PROBLEM REQUIREMENTS »
From the line with "fn retention_cutoff(now: DateTime<Utc>, max_age_days: u32)" through the line with "config.sync_interval_hours = 0;", inclusive, return each line of the data below exactly and leave the rest out.

WORKING DATA »
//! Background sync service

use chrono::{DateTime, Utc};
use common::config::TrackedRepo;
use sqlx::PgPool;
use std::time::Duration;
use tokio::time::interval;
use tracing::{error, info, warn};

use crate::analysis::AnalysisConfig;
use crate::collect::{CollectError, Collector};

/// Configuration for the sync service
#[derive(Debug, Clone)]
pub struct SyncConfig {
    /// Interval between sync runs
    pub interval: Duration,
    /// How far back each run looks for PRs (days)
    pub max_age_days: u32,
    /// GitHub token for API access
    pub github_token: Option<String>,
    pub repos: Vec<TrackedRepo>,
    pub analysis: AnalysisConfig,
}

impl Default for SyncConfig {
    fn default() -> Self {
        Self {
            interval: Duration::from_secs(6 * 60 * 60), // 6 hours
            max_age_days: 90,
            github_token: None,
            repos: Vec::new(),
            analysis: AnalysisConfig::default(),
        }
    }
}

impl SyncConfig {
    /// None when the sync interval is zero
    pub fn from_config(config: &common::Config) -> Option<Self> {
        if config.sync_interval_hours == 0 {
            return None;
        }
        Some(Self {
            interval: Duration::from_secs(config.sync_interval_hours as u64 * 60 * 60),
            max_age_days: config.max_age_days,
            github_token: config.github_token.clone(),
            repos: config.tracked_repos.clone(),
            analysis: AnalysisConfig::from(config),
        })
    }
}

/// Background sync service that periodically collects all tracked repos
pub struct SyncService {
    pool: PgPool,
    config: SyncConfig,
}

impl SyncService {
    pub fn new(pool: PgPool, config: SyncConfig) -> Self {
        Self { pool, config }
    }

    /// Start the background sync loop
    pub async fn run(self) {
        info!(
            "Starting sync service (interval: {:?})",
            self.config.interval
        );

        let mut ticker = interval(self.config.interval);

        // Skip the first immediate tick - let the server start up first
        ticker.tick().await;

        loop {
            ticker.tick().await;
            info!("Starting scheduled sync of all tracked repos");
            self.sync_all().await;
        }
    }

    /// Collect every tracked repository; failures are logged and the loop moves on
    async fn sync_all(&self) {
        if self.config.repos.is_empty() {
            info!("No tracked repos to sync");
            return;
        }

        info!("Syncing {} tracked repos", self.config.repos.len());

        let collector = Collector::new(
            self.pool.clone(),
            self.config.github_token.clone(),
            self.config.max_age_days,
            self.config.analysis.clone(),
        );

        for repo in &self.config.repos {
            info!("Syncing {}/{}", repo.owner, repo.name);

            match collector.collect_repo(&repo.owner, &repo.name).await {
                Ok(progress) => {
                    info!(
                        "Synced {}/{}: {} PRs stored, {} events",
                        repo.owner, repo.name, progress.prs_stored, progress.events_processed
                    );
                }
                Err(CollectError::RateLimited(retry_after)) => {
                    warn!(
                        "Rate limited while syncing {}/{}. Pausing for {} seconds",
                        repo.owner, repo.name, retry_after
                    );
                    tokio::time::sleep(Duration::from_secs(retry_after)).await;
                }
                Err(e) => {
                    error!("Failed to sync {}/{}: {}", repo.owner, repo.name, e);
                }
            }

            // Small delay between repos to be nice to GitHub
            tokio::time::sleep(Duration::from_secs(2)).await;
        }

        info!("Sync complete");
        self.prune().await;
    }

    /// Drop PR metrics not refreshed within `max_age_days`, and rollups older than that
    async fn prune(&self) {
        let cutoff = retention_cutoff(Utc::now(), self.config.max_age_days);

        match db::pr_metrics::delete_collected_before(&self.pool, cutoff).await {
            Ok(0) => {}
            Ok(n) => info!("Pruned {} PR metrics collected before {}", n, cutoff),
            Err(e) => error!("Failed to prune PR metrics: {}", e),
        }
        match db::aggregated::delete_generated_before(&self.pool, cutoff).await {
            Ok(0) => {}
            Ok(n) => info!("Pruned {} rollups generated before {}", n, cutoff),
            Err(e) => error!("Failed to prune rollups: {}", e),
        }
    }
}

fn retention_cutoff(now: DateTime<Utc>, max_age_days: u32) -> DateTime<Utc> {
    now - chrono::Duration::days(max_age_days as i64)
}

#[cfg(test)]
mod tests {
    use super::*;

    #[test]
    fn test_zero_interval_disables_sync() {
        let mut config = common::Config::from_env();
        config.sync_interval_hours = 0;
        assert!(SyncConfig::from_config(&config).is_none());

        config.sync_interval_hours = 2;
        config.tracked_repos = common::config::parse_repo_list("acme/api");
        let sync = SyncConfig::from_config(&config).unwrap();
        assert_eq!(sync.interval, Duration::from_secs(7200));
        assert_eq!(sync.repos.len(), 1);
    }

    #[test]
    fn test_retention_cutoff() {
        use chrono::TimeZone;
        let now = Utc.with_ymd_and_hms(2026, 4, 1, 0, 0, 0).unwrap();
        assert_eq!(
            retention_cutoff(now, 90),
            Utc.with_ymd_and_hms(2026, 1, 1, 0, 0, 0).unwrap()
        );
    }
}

* * *

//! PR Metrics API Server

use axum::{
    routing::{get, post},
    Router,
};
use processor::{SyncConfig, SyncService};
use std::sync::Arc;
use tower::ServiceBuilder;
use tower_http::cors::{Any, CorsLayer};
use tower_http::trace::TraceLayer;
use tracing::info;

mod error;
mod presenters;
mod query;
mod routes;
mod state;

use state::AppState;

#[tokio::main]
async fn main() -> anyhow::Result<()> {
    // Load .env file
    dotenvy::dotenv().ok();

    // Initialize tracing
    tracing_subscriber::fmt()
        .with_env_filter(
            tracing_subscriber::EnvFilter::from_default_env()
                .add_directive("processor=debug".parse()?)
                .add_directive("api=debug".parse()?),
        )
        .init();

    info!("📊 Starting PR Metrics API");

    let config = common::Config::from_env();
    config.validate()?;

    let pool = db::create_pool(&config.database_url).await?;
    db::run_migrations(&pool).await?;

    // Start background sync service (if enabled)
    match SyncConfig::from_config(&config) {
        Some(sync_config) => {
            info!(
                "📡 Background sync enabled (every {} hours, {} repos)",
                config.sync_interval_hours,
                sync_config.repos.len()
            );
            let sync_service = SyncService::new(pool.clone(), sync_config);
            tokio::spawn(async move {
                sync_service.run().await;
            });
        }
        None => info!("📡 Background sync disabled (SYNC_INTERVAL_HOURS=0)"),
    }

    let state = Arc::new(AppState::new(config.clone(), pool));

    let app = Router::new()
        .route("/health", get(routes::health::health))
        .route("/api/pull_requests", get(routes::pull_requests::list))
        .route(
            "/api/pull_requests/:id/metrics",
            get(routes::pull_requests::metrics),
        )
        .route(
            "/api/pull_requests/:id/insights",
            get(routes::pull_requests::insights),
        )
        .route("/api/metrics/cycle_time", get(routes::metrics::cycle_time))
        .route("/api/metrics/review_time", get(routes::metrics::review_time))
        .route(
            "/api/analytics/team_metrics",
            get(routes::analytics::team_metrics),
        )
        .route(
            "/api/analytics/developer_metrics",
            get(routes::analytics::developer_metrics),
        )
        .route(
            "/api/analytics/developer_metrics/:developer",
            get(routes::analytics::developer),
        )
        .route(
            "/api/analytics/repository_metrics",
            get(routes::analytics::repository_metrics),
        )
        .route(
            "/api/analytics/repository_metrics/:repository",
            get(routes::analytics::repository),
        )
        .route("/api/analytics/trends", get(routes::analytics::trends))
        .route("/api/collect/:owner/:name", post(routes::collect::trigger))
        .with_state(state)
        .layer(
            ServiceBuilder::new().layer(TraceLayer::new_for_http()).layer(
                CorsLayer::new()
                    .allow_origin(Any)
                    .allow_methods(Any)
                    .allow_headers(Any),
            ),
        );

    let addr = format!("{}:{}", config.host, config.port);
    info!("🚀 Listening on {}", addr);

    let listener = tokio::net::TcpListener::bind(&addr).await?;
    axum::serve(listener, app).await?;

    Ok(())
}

ANSWER SPACE »
fn retention_cutoff(now: DateTime<Utc>, max_age_days: u32) -> DateTime<Utc> {
    now - chrono::Duration::days(max_age_days as i64)
}

#[cfg(test)]
mod tests {
    use super::*;

    #[test]
    fn test_zero_interval_disables_sync() {
        let mut config = common::Config::from_env();
        config.sync_interval_hours = 0;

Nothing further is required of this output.